— Action item —
Report all lines below with the word "received".

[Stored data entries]
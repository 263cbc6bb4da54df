//! Server-Sent Events (SSE) decoding.
//!
//! A pure, no-I/O push parser: feed it byte chunks in whatever sizes the HTTP
//! client produces and collect complete events. Chunk boundaries never change
//! the result; a trailing partial line is carried until the next `feed` (or
//! inspected via [`SseParser::overflow`] at end of stream).
//!
//! ## SSE format
//!
//! ```text
//! id: event-123
//! event: message
//! data: {"jsonrpc": "2.0", ...}
//!
//! ```
//!
//! Events are terminated by a blank line. Lines end with LF, CR, or CRLF.
//! A leading `:` marks a comment line; a `retry:` line updates the
//! reconnection delay; `id:` updates the last-event id, which persists across
//! events and drives `Last-Event-ID` resumption.

/// Event type used when a stream does not name one.
pub const DEFAULT_EVENT_TYPE: &str = "message";

/// A decoded Server-Sent Event.
#[derive(Debug, Clone, PartialEq, Eq)]
pub struct ServerSentEvent {
    /// Event type (`message` unless the stream said otherwise)
    pub event_type: String,
    /// Event data; multiple `data:` lines are joined with LF
    pub data: String,
    /// Last-event id in effect when this event was dispatched
    pub id: Option<String>,
    /// Reconnection delay in effect, when the stream set one
    pub retry_ms: Option<u64>,
}

/// Incremental SSE parser.
#[derive(Debug, Default)]
pub struct SseParser {
    line: Vec<u8>,
    saw_cr: bool,
    event_type: String,
    data_lines: Vec<String>,
    last_event_id: String,
    retry_ms: Option<u64>,
}

impl SseParser {
    /// Create a parser with empty state.
    #[must_use]
    pub fn new() -> Self {
        Self::default()
    }

    /// Feed one chunk of bytes; returns every event completed by it.
    pub fn feed(&mut self, chunk: &[u8]) -> Vec<ServerSentEvent> {
        let mut events = Vec::new();

        for &byte in chunk {
            if self.saw_cr {
                self.saw_cr = false;
                if byte == b'\n' {
                    // LF paired with the CR that already ended the line
                    continue;
                }
            }
            match byte {
                b'\r' => {
                    self.saw_cr = true;
                    self.end_line(&mut events);
                }
                b'\n' => self.end_line(&mut events),
                other => self.line.push(other),
            }
        }

        events
    }

    /// The id resumption should send as `Last-Event-ID`, if any was seen.
    pub fn last_event_id(&self) -> Option<&str> {
        if self.last_event_id.is_empty() {
            None
        } else {
            Some(&self.last_event_id)
        }
    }

    /// The most recent `retry:` value, if the stream set one.
    pub fn retry_ms(&self) -> Option<u64> {
        self.retry_ms
    }

    /// Bytes of an unterminated trailing line, preserved across feeds.
    pub fn overflow(&self) -> &[u8] {
        &self.line
    }

    fn end_line(&mut self, events: &mut Vec<ServerSentEvent>) {
        let raw = std::mem::take(&mut self.line);
        // Lines that are not valid UTF-8 are dropped wholesale.
        let Ok(line) = String::from_utf8(raw) else {
            return;
        };
        self.process_line(&line, events);
    }

    fn process_line(&mut self, line: &str, events: &mut Vec<ServerSentEvent>) {
        if line.is_empty() {
            self.dispatch(events);
            return;
        }
        if line.starts_with(':') {
            return; // comment
        }

        let (name, value) = match line.find(':') {
            Some(idx) => {
                let value = &line[idx + 1..];
                // A single leading space belongs to the separator.
                (&line[..idx], value.strip_prefix(' ').unwrap_or(value))
            }
            None => (line, ""),
        };

        match name {
            "event" => self.event_type = value.to_string(),
            "data" => self.data_lines.push(value.to_string()),
            "id" => {
                if !value.contains('\0') {
                    self.last_event_id = value.to_string();
                }
            }
            "retry" => {
                if !value.is_empty() && value.bytes().all(|b| b.is_ascii_digit()) {
                    if let Ok(ms) = value.parse() {
                        self.retry_ms = Some(ms);
                    }
                }
            }
            _ => {} // unknown fields are ignored
        }
    }

    fn dispatch(&mut self, events: &mut Vec<ServerSentEvent>) {
        let event_type = std::mem::take(&mut self.event_type);
        let data_lines = std::mem::take(&mut self.data_lines);

        // A block with no data dispatches nothing; lastEventId still sticks.
        if data_lines.is_empty() {
            return;
        }

        events.push(ServerSentEvent {
            event_type: if event_type.is_empty() {
                DEFAULT_EVENT_TYPE.to_string()
            } else {
                event_type
            },
            data: data_lines.join("\n"),
            id: self.last_event_id().map(str::to_string),
            retry_ms: self.retry_ms,
        });
    }
}

#[cfg(test)]
mod tests {
    use super::*;
    use pretty_assertions::assert_eq;
    use proptest::prelude::*;

    fn feed_all(input: &[u8]) -> Vec<ServerSentEvent> {
        SseParser::new().feed(input)
    }

    #[test]
    fn single_event_with_default_type() {
        let events = feed_all(b"data: hello\n\n");
        assert_eq!(events.len(), 1);
        assert_eq!(events[0].event_type, "message");
        assert_eq!(events[0].data, "hello");
        assert_eq!(events[0].id, None);
    }

    #[test]
    fn multi_line_data_joined_with_lf() {
        let events = feed_all(b"data: line1\ndata: line2\ndata:\n\n");
        assert_eq!(events.len(), 1);
        assert_eq!(events[0].data, "line1\nline2\n");
    }

    #[test]
    fn event_type_and_id_fields() {
        let events = feed_all(b"event: endpoint\nid: e1\ndata: /messages\n\n");
        assert_eq!(events[0].event_type, "endpoint");
        assert_eq!(events[0].id.as_deref(), Some("e1"));
        assert_eq!(events[0].data, "/messages");
    }

    #[test]
    fn last_event_id_persists_across_events() {
        let mut parser = SseParser::new();
        let events = parser.feed(b"id: e7\ndata: one\n\ndata: two\n\n");
        assert_eq!(events.len(), 2);
        assert_eq!(events[0].id.as_deref(), Some("e7"));
        assert_eq!(events[1].id.as_deref(), Some("e7"));
        assert_eq!(parser.last_event_id(), Some("e7"));
    }

    #[test]
    fn id_with_nul_is_ignored() {
        let mut parser = SseParser::new();
        parser.feed(b"id: bad\0id\ndata: x\n\n");
        assert_eq!(parser.last_event_id(), None);
    }

    #[test]
    fn retry_field_sets_delay_only_when_numeric() {
        let mut parser = SseParser::new();
        parser.feed(b"retry: 1500\n");
        assert_eq!(parser.retry_ms(), Some(1500));
        parser.feed(b"retry: soon\n");
        assert_eq!(parser.retry_ms(), Some(1500));
    }

    #[test]
    fn comments_are_ignored() {
        let events = feed_all(b": keep-alive\ndata: x\n: another\n\n");
        assert_eq!(events.len(), 1);
        assert_eq!(events[0].data, "x");
    }

    #[test]
    fn field_without_colon_has_empty_value() {
        // "data" alone contributes an empty data line
        let events = feed_all(b"data\n\n");
        assert_eq!(events.len(), 1);
        assert_eq!(events[0].data, "");
    }

    #[test]
    fn value_keeps_extra_leading_spaces() {
        let events = feed_all(b"data:  two spaces\n\n");
        assert_eq!(events[0].data, " two spaces");
    }

    #[test]
    fn cr_and_crlf_line_endings() {
        let events = feed_all(b"data: a\r\rdata: b\r\n\r\n");
        assert_eq!(events.len(), 2);
        assert_eq!(events[0].data, "a");
        assert_eq!(events[1].data, "b");
    }

    #[test]
    fn crlf_split_across_chunks_is_one_line_break() {
        let mut parser = SseParser::new();
        let mut events = parser.feed(b"data: x\r");
        events.extend(parser.feed(b"\n\r\n"));
        assert_eq!(events.len(), 1);
        assert_eq!(events[0].data, "x");
    }

    #[test]
    fn block_with_no_data_dispatches_nothing() {
        let mut parser = SseParser::new();
        let events = parser.feed(b"event: noop\nid: e9\n\n");
        assert!(events.is_empty());
        // id sticks even without a dispatched event
        assert_eq!(parser.last_event_id(), Some("e9"));
    }

    #[test]
    fn event_type_resets_after_dispatch() {
        let events = feed_all(b"event: custom\ndata: a\n\ndata: b\n\n");
        assert_eq!(events[0].event_type, "custom");
        assert_eq!(events[1].event_type, "message");
    }

    #[test]
    fn invalid_utf8_lines_are_dropped() {
        let mut input = b"data: ok\n".to_vec();
        input.extend(b"data: \xFF\xFE\n");
        input.extend(b"\n");
        let events = feed_all(&input);
        assert_eq!(events.len(), 1);
        assert_eq!(events[0].data, "ok");
    }

    #[test]
    fn partial_line_is_preserved_as_overflow() {
        let mut parser = SseParser::new();
        let events = parser.feed(b"data: complete\n\ndata: parti");
        assert_eq!(events.len(), 1);
        assert_eq!(parser.overflow(), b"data: parti");

        let events = parser.feed(b"al\n\n");
        assert_eq!(events.len(), 1);
        assert_eq!(events[0].data, "partial");
    }

    proptest! {
        /// Chunking must not affect the decoded event sequence.
        #[test]
        fn chunking_invariance(input in proptest::collection::vec(any::<u8>(), 0..512), split in 1usize..64) {
            let whole = SseParser::new().feed(&input);

            let mut parser = SseParser::new();
            let mut chunked = Vec::new();
            for chunk in input.chunks(split) {
                chunked.extend(parser.feed(chunk));
            }

            prop_assert_eq!(whole, chunked);
        }

        #[test]
        fn structured_chunking_invariance(
            ids in proptest::collection::vec("[a-z0-9]{1,8}", 1..8),
            split in 1usize..16,
        ) {
            let mut input = Vec::new();
            for (i, id) in ids.iter().enumerate() {
                input.extend_from_slice(format!("id: {id}\ndata: payload-{i}\n\n").as_bytes());
            }

            let whole = SseParser::new().feed(&input);
            let mut parser = SseParser::new();
            let mut chunked = Vec::new();
            for chunk in input.chunks(split) {
                chunked.extend(parser.feed(chunk));
            }

            prop_assert_eq!(whole.len(), ids.len());
            prop_assert_eq!(whole, chunked);
        }
    }
}
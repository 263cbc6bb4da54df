//! Raw JSON-RPC batch splitting.
//!
//! Transports receive batch payloads as opaque byte buffers and need the
//! individual elements before any of them can be decoded (a single broken
//! element must not poison its siblings). The splitter walks the buffer once,
//! tracking bracket depth and string escapes, and hands back the byte range of
//! each top-level element untouched.

use crate::error::{ProtocolError, ProtocolResult};

/// Returns `true` if the buffer looks like a batch: its first non-whitespace
/// byte is `[`.
pub fn is_batch(bytes: &[u8]) -> bool {
    bytes
        .iter()
        .find(|b| !b.is_ascii_whitespace())
        .is_some_and(|b| *b == b'[')
}

/// Split a batch buffer into the raw byte ranges of its top-level elements.
///
/// Nested arrays/objects and string escapes are respected; elements are
/// returned exactly as they appear on the wire, trimmed of surrounding
/// whitespace, without being decoded.
///
/// # Errors
///
/// - [`ProtocolError::MalformedBatch`] if the buffer does not start with `[`,
///   brackets are unbalanced, a string is unterminated, or non-whitespace
///   bytes trail the closing `]`.
/// - [`ProtocolError::EmptyBatch`] for `[]` (and whitespace-only variants).
pub fn split_batch(bytes: &[u8]) -> ProtocolResult<Vec<&[u8]>> {
    let start = bytes
        .iter()
        .position(|b| !b.is_ascii_whitespace())
        .ok_or_else(|| ProtocolError::MalformedBatch("empty buffer".into()))?;

    if bytes[start] != b'[' {
        return Err(ProtocolError::MalformedBatch(
            "batch must start with '['".into(),
        ));
    }

    let mut elements: Vec<&[u8]> = Vec::new();
    let mut depth: u32 = 0; // nesting inside the outer array
    let mut element_start: Option<usize> = None;
    let mut in_string = false;
    let mut escaped = false;
    let mut end: Option<usize> = None;

    for (i, &b) in bytes.iter().enumerate().skip(start + 1) {
        if in_string {
            if escaped {
                escaped = false;
            } else if b == b'\\' {
                escaped = true;
            } else if b == b'"' {
                in_string = false;
            }
            continue;
        }

        match b {
            b'"' => {
                in_string = true;
                if depth == 0 && element_start.is_none() {
                    element_start = Some(i);
                }
            }
            b'{' | b'[' => {
                if depth == 0 && element_start.is_none() {
                    element_start = Some(i);
                }
                depth += 1;
            }
            b'}' | b']' if depth > 0 => {
                depth -= 1;
            }
            b']' => {
                // closing bracket of the outer array
                if let Some(s) = element_start.take() {
                    elements.push(trim_ascii(&bytes[s..i]));
                }
                end = Some(i);
                break;
            }
            b',' if depth == 0 => {
                let s = element_start.take().ok_or_else(|| {
                    ProtocolError::MalformedBatch("empty batch element".into())
                })?;
                elements.push(trim_ascii(&bytes[s..i]));
            }
            b if b.is_ascii_whitespace() => {}
            _ => {
                if depth == 0 && element_start.is_none() {
                    element_start = Some(i);
                }
            }
        }
    }

    let Some(end) = end else {
        return Err(ProtocolError::MalformedBatch(
            "unterminated batch".into(),
        ));
    };
    if in_string {
        return Err(ProtocolError::MalformedBatch("unterminated string".into()));
    }
    if bytes[end + 1..].iter().any(|b| !b.is_ascii_whitespace()) {
        return Err(ProtocolError::MalformedBatch(
            "trailing bytes after batch".into(),
        ));
    }
    if elements.is_empty() {
        return Err(ProtocolError::EmptyBatch);
    }
    if elements.iter().any(|e| e.is_empty()) {
        return Err(ProtocolError::MalformedBatch("empty batch element".into()));
    }

    Ok(elements)
}

fn trim_ascii(mut bytes: &[u8]) -> &[u8] {
    while let [first, rest @ ..] = bytes {
        if first.is_ascii_whitespace() {
            bytes = rest;
        } else {
            break;
        }
    }
    while let [rest @ .., last] = bytes {
        if last.is_ascii_whitespace() {
            bytes = rest;
        } else {
            break;
        }
    }
    bytes
}
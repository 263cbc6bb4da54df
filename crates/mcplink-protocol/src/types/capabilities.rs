//! Capability negotiation types.

use serde::{Deserialize, Serialize};
use serde_json::Value;
use std::collections::HashMap;

/// Capabilities advertised by the client during initialization.
#[derive(Debug, Clone, Default, PartialEq, Serialize, Deserialize)]
#[serde(rename_all = "camelCase")]
pub struct ClientCapabilities {
    /// The client can serve `roots/list` and emits roots change notifications
    #[serde(skip_serializing_if = "Option::is_none")]
    pub roots: Option<RootsCapability>,
    /// The client can serve `sampling/createMessage`
    #[serde(skip_serializing_if = "Option::is_none")]
    pub sampling: Option<Value>,
    /// Experimental, non-standard capabilities
    #[serde(skip_serializing_if = "Option::is_none")]
    pub experimental: Option<HashMap<String, Value>>,
}

/// Roots capability details.
#[derive(Debug, Clone, Default, PartialEq, Eq, Serialize, Deserialize)]
#[serde(rename_all = "camelCase")]
pub struct RootsCapability {
    /// Whether the client emits `notifications/roots/list_changed`
    #[serde(skip_serializing_if = "Option::is_none")]
    pub list_changed: Option<bool>,
}

/// Capabilities advertised by the server in the initialize result.
///
/// Feature APIs on the client are gated on these: calling a prompts API
/// against a server that never advertised `prompts` fails locally.
#[derive(Debug, Clone, Default, PartialEq, Serialize, Deserialize)]
#[serde(rename_all = "camelCase")]
pub struct ServerCapabilities {
    /// Prompt listing and retrieval
    #[serde(skip_serializing_if = "Option::is_none")]
    pub prompts: Option<PromptsCapability>,
    /// Resource listing, reading, and optionally subscriptions
    #[serde(skip_serializing_if = "Option::is_none")]
    pub resources: Option<ResourcesCapability>,
    /// Tool listing and invocation
    #[serde(skip_serializing_if = "Option::is_none")]
    pub tools: Option<ToolsCapability>,
    /// Argument completion
    #[serde(skip_serializing_if = "Option::is_none")]
    pub completions: Option<Value>,
    /// `notifications/message` log streaming
    #[serde(skip_serializing_if = "Option::is_none")]
    pub logging: Option<Value>,
    /// Experimental, non-standard capabilities
    #[serde(skip_serializing_if = "Option::is_none")]
    pub experimental: Option<HashMap<String, Value>>,
}

/// Prompts capability details.
#[derive(Debug, Clone, Default, PartialEq, Eq, Serialize, Deserialize)]
#[serde(rename_all = "camelCase")]
pub struct PromptsCapability {
    /// Whether the server emits `notifications/prompts/list_changed`
    #[serde(skip_serializing_if = "Option::is_none")]
    pub list_changed: Option<bool>,
}

/// Resources capability details.
#[derive(Debug, Clone, Default, PartialEq, Eq, Serialize, Deserialize)]
#[serde(rename_all = "camelCase")]
pub struct ResourcesCapability {
    /// Whether `resources/subscribe` is available
    #[serde(skip_serializing_if = "Option::is_none")]
    pub subscribe: Option<bool>,
    /// Whether the server emits `notifications/resources/list_changed`
    #[serde(skip_serializing_if = "Option::is_none")]
    pub list_changed: Option<bool>,
}

/// Tools capability details.
#[derive(Debug, Clone, Default, PartialEq, Eq, Serialize, Deserialize)]
#[serde(rename_all = "camelCase")]
pub struct ToolsCapability {
    /// Whether the server emits `notifications/tools/list_changed`
    #[serde(skip_serializing_if = "Option::is_none")]
    pub list_changed: Option<bool>,
}

impl ServerCapabilities {
    /// Whether resource subscriptions were advertised.
    pub fn supports_resource_subscriptions(&self) -> bool {
        self.resources
            .as_ref()
            .and_then(|r| r.subscribe)
            .unwrap_or(false)
    }
}
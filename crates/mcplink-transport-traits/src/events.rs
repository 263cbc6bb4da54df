//! Transport event types.

use tokio::sync::mpsc;

use crate::error::TransportError;

/// Events a transport reports outside the message stream.
#[derive(Debug, Clone)]
pub enum TransportEvent {
    /// The transport became ready to carry messages.
    Connected,

    /// The transport lost or closed its connection.
    Disconnected {
        /// An optional reason for the disconnection.
        reason: Option<String>,
    },

    /// A log line produced by the server outside the protocol (stderr for
    /// stdio servers).
    Log {
        /// The log line, without its trailing newline.
        line: String,
    },

    /// An error that cannot be attributed to a single request.
    Error {
        /// The error that occurred.
        error: TransportError,
    },
}

/// An emitter for broadcasting [`TransportEvent`]s to the owning client.
#[derive(Debug, Clone)]
pub struct TransportEventEmitter {
    sender: mpsc::Sender<TransportEvent>,
}

impl TransportEventEmitter {
    /// Creates a new event emitter and a corresponding receiver.
    #[must_use]
    pub fn new() -> (Self, mpsc::Receiver<TransportEvent>) {
        let (sender, receiver) = mpsc::channel(500);
        (Self { sender }, receiver)
    }

    /// Emits an event, dropping it if the channel is full to avoid blocking.
    pub fn emit(&self, event: TransportEvent) {
        let _ = self.sender.try_send(event);
    }

    /// Emits a `Connected` event.
    pub fn emit_connected(&self) {
        self.emit(TransportEvent::Connected);
    }

    /// Emits a `Disconnected` event.
    pub fn emit_disconnected(&self, reason: Option<String>) {
        self.emit(TransportEvent::Disconnected { reason });
    }

    /// Emits a `Log` event.
    pub fn emit_log(&self, line: impl Into<String>) {
        self.emit(TransportEvent::Log { line: line.into() });
    }

    /// Emits an `Error` event.
    pub fn emit_error(&self, error: TransportError) {
        self.emit(TransportEvent::Error { error });
    }
}
//! OAuth wire types.

use chrono::{DateTime, Duration, Utc};
use serde::{Deserialize, Serialize};

/// RFC 9728 protected-resource metadata.
#[derive(Debug, Clone, PartialEq, Serialize, Deserialize)]
pub struct ResourceMetadata {
    /// The protected resource's identifier
    pub resource: String,
    /// Authorization servers that can issue tokens for it
    #[serde(default)]
    pub authorization_servers: Vec<String>,
    /// Scopes the resource understands
    #[serde(default, skip_serializing_if = "Option::is_none")]
    pub scopes_supported: Option<Vec<String>>,
}

/// RFC 8414 authorization-server metadata (the subset this client uses).
#[derive(Debug, Clone, PartialEq, Serialize, Deserialize)]
pub struct ServerMetadata {
    /// Issuer identifier
    pub issuer: String,
    /// Where to send the user's browser
    pub authorization_endpoint: String,
    /// Where to exchange codes and refresh tokens
    pub token_endpoint: String,
    /// RFC 7591 registration endpoint, when offered
    #[serde(default, skip_serializing_if = "Option::is_none")]
    pub registration_endpoint: Option<String>,
    /// Response types the server supports
    #[serde(default, skip_serializing_if = "Option::is_none")]
    pub response_types_supported: Option<Vec<String>>,
    /// Grant types the server supports
    #[serde(default, skip_serializing_if = "Option::is_none")]
    pub grant_types_supported: Option<Vec<String>>,
    /// PKCE methods the server supports; absence means "assume S256 works"
    #[serde(default, skip_serializing_if = "Option::is_none")]
    pub code_challenge_methods_supported: Option<Vec<String>>,
    /// Scopes the server advertises
    #[serde(default, skip_serializing_if = "Option::is_none")]
    pub scopes_supported: Option<Vec<String>>,
}

impl ServerMetadata {
    /// Defaults for servers that publish no metadata document: conventional
    /// endpoint paths under the issuer.
    #[must_use]
    pub fn synthesized(issuer: &str) -> Self {
        let issuer = issuer.trim_end_matches('/');
        Self {
            issuer: issuer.to_string(),
            authorization_endpoint: format!("{issuer}/authorize"),
            token_endpoint: format!("{issuer}/token"),
            registration_endpoint: Some(format!("{issuer}/register")),
            response_types_supported: Some(vec!["code".to_string()]),
            grant_types_supported: Some(vec![
                "authorization_code".to_string(),
                "refresh_token".to_string(),
            ]),
            code_challenge_methods_supported: Some(vec!["S256".to_string()]),
            scopes_supported: None,
        }
    }

    /// Whether PKCE S256 is usable: either the server lists it, or it lists
    /// nothing at all.
    pub fn supports_s256(&self) -> bool {
        match &self.code_challenge_methods_supported {
            Some(methods) => methods.iter().any(|m| m == "S256"),
            None => true,
        }
    }
}

/// A token-endpoint success response.
#[derive(Debug, Clone, PartialEq, Serialize, Deserialize)]
pub struct OAuthToken {
    /// The bearer token
    pub access_token: String,
    /// Token type, normally `Bearer`
    pub token_type: String,
    /// Lifetime in seconds, when bounded
    #[serde(skip_serializing_if = "Option::is_none")]
    pub expires_in: Option<i64>,
    /// Refresh token, when issued
    #[serde(skip_serializing_if = "Option::is_none")]
    pub refresh_token: Option<String>,
    /// Granted scope, when narrower than requested
    #[serde(skip_serializing_if = "Option::is_none")]
    pub scope: Option<String>,
    /// Absolute expiry derived from `expires_in` at receipt time
    #[serde(skip_serializing_if = "Option::is_none")]
    pub expires_at: Option<DateTime<Utc>>,
}

impl OAuthToken {
    /// Stamp `expires_at` from `expires_in`, anchored at `received`.
    pub fn with_expiry_from(mut self, received: DateTime<Utc>) -> Self {
        self.expires_at = self.expires_in.map(|s| received + Duration::seconds(s));
        self
    }

    /// Whether the token is past (or within `leeway` seconds of) expiry.
    pub fn is_expired(&self, leeway_secs: i64) -> bool {
        self.expires_at
            .is_some_and(|at| Utc::now() + Duration::seconds(leeway_secs) >= at)
    }
}

/// A token- or registration-endpoint error body (RFC 6749 §5.2).
#[derive(Debug, Clone, PartialEq, Eq, Serialize, Deserialize)]
pub struct OAuthErrorResponse {
    /// Machine-readable error code
    pub error: String,
    /// Human-readable description
    #[serde(skip_serializing_if = "Option::is_none")]
    pub error_description: Option<String>,
    /// Pointer at documentation
    #[serde(skip_serializing_if = "Option::is_none")]
    pub error_uri: Option<String>,
}

/// RFC 7591 dynamic client registration request.
#[derive(Debug, Clone, Default, PartialEq, Eq, Serialize, Deserialize)]
pub struct ClientRegistrationRequest {
    /// Redirect URIs the client will use
    #[serde(skip_serializing_if = "Option::is_none")]
    pub redirect_uris: Option<Vec<String>>,
    /// Human-readable client name
    #[serde(skip_serializing_if = "Option::is_none")]
    pub client_name: Option<String>,
    /// Requested scope
    #[serde(skip_serializing_if = "Option::is_none")]
    pub scope: Option<String>,
    /// Grant types the client will use
    #[serde(skip_serializing_if = "Option::is_none")]
    pub grant_types: Option<Vec<String>>,
    /// Response types the client will use
    #[serde(skip_serializing_if = "Option::is_none")]
    pub response_types: Option<Vec<String>>,
    /// How the client authenticates at the token endpoint
    #[serde(skip_serializing_if = "Option::is_none")]
    pub token_endpoint_auth_method: Option<String>,
    /// Software identifier, stable across versions
    #[serde(skip_serializing_if = "Option::is_none")]
    pub software_id: Option<String>,
    /// Software version
    #[serde(skip_serializing_if = "Option::is_none")]
    pub software_version: Option<String>,
}

/// RFC 7591 dynamic client registration response.
#[derive(Debug, Clone, PartialEq, Serialize, Deserialize)]
pub struct ClientRegistrationResponse {
    /// Assigned client id
    pub client_id: String,
    /// Assigned client secret, for confidential clients
    #[serde(skip_serializing_if = "Option::is_none")]
    pub client_secret: Option<String>,
    /// When the id was issued (seconds since epoch)
    #[serde(skip_serializing_if = "Option::is_none")]
    pub client_id_issued_at: Option<i64>,
    /// When the secret expires (seconds since epoch, 0 = never)
    #[serde(skip_serializing_if = "Option::is_none")]
    pub client_secret_expires_at: Option<i64>,
}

— Solution —
    /// Stamp `expires_at` from `expires_in`, anchored at `received`.
    pub fn with_expiry_from(mut self, received: DateTime<Utc>) -> Self {
        self.expires_at = self.expires_in.map(|s| received + Duration::seconds(s));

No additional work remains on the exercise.